Für eine Minute standen sie unbewegt da, starrten nur mit ihren geistigen Augen auf den Mann, der bewegungslos inmitten der aufgeregt debattierenden Personen saß. Irgendetwas in seinem Schweigen sagte Hellami, dass er erheblichen Einfluss besaß, mehr, als man dulden durfte, und dass es nur noch eine Frage der Zeit war, bis er die gesamte Macht über den Rat in seinen Händen hielt.
Der Zauber löste sich langsam wieder auf, und nach einer Weile begann Ulfa, sich leise zu bewegen. Die Musik, die für die Zeit ihrer Beobachtung des Rates fast zur Unhörbarkeit verklungen war, lebte wieder auf. Hellami fühlte, dass sie jetzt nicht einfach mit dem Drachentanz aufhören konnte - obwohl ihr vielleicht danach war. Es wäre nicht richtig gewesen. Sie spürte den kleinen Baumdrachen, der unter starker Spannung zu stehen schien, fühlte Leandras Hand und bewegte sich wieder sanft in Harmonie zu der sphärischen Musik. Die bedrückenden Bilder aus dem Palast wurden durch eine Flut lebhafter Farben verdrängt. Der Zauber des Tanzes kehrte zurück. Sie ließ bereitwillig die dunklen Gedanken los und dachte, dass auch später noch Zeit war, sich den Kopf über diese Dinge zu zerbrechen.

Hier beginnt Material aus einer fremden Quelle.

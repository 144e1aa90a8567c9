//! Application context: the one place the relay connection lives.
//!
//! DESIGN
//! ======
//! `App` owns the `ConnectionManager` and the shell surfaces; nothing else
//! holds a connection reference. Shell requests (`/connect`, commands,
//! `/minimize`) come in through [`App::handle_request`], relay events through
//! [`App::handle_event`]. Events from a connection that has since been
//! replaced are dropped here so the shell only ever sees the live one.
//!
//! SESSION
//! =======
//! [`App::run`] ends on `/quit`, or once input is exhausted and no connection
//! is connecting or open. Closing stdin therefore does not cut off a
//! connection opened with `--connect`. Every exit awaits [`App::shutdown`].

use std::ops::ControlFlow;

use frames::Credential;
use relay::{ConnectionManager, ConnectionState, RelayEvent};
use tokio::io::{AsyncBufRead, Lines};
use tokio::sync::mpsc;

use crate::config::ShellConfig;
use crate::shell::{self, Geometry, MessageSink, WindowControl};

/// One line of shell input.
#[derive(Clone, Debug, PartialEq, Eq)]
pub enum ShellRequest {
    Connect,
    Minimize,
    Quit,
    /// Anything else, forwarded to the remote side. A leading `//` escapes a
    /// literal slash.
    Command(String),
}

impl ShellRequest {
    /// Parse an input line. Blank lines yield `None`.
    #[must_use]
    pub fn parse(line: &str) -> Option<Self> {
        let line = line.trim_end_matches(['\r', '\n']);
        if line.trim().is_empty() {
            return None;
        }
        let request = match line.trim() {
            "/connect" => Self::Connect,
            "/minimize" => Self::Minimize,
            "/quit" | "/exit" => Self::Quit,
            _ => match line.strip_prefix("//") {
                Some(rest) => Self::Command(format!("/{rest}")),
                None => Self::Command(line.to_owned()),
            },
        };
        Some(request)
    }
}

pub struct App<S> {
    config: ShellConfig,
    relay: ConnectionManager,
    shell: S,
}

impl<S: MessageSink + WindowControl> App<S> {
    /// Build the context and place the window at its launch geometry.
    pub fn new(config: ShellConfig, shell: S) -> (Self, mpsc::UnboundedReceiver<RelayEvent>) {
        let (relay, events) = ConnectionManager::new(config.endpoint.clone());
        shell.set_geometry(Geometry::INITIAL);
        (Self { config, relay, shell }, events)
    }

    #[must_use]
    pub fn config(&self) -> &ShellConfig {
        &self.config
    }

    #[must_use]
    pub fn shell(&self) -> &S {
        &self.shell
    }

    #[must_use]
    pub fn state(&self) -> ConnectionState {
        self.relay.state()
    }

    /// Open (or reopen) the relay connection.
    ///
    /// The credential is read from the environment now, not at startup.
    /// Returns whether the attempt was initiated.
    pub fn open_connection(&mut self) -> bool {
        let Some(credential) = Credential::from_env(&self.config.credential_var) else {
            tracing::error!(var = %self.config.credential_var, "app: credential variable is not set");
            return false;
        };
        if !self.relay.connect(credential) {
            return false;
        }
        self.shell.set_geometry(Geometry::CONNECTING);
        true
    }

    /// Forward a command. Returns `false` when no connection is open.
    pub fn send_command(&self, command: &str) -> bool {
        self.relay.send_command(command)
    }

    pub fn minimize(&self) {
        self.shell.minimize();
    }

    /// Apply one relay event to the shell.
    pub fn handle_event(&self, event: &RelayEvent) {
        if !self.relay.is_current(event.connection()) {
            tracing::debug!(connection = %event.connection(), "app: ignoring event from replaced connection");
            return;
        }
        shell::dispatch_event(event, &self.shell, &self.shell);
    }

    /// Act on one line of shell input. `Break` ends the session; teardown is
    /// left to [`App::shutdown`].
    pub fn handle_request(&mut self, request: ShellRequest) -> ControlFlow<()> {
        match request {
            ShellRequest::Connect => {
                self.open_connection();
            }
            ShellRequest::Minimize => self.minimize(),
            ShellRequest::Quit => return ControlFlow::Break(()),
            ShellRequest::Command(command) => {
                if !self.send_command(&command) {
                    tracing::warn!(state = %self.state(), "app: not connected, command dropped");
                }
            }
        }
        ControlFlow::Continue(())
    }

    /// Close the connection and wait until its close frame is written.
    pub async fn shutdown(&mut self) {
        self.relay.shutdown().await;
    }

    /// Drive the session: shell input lines and relay events, until `/quit`
    /// or until input is exhausted with no live connection.
    pub async fn run<R>(&mut self, mut input: Lines<R>, events: &mut mpsc::UnboundedReceiver<RelayEvent>)
    where
        R: AsyncBufRead + Unpin,
    {
        let mut input_open = true;
        loop {
            if !input_open && !self.state().is_live() {
                // The socket task has published its final state; everything it
                // relayed before that is already queued.
                while let Ok(event) = events.try_recv() {
                    self.handle_event(&event);
                }
                break;
            }

            tokio::select! {
                line = input.next_line(), if input_open => match line {
                    Ok(Some(line)) => {
                        let Some(request) = ShellRequest::parse(&line) else { continue };
                        if self.handle_request(request).is_break() {
                            break;
                        }
                    }
                    Ok(None) => {
                        tracing::info!(state = %self.state(), "app: input closed");
                        input_open = false;
                    }
                    Err(e) => {
                        tracing::error!(error = %e, "app: input read failed");
                        input_open = false;
                    }
                },
                Some(event) = events.recv() => self.handle_event(&event),
                else => break,
            }
        }
        self.shutdown().await;
    }
}

#[cfg(test)]
#[path = "app_test.rs"]
mod tests;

Ulfa drängte sich enger an sie und seine Berührung war aufregend und befremdlich zugleich. Hellami war jetzt Leandra näher als zuvor und sie fassten sich an den Händen. Der kleine Drache umschwebte sie in engem Kontakt und Hellami meinte geradezu, seine magischen Kräfte spüren zu können.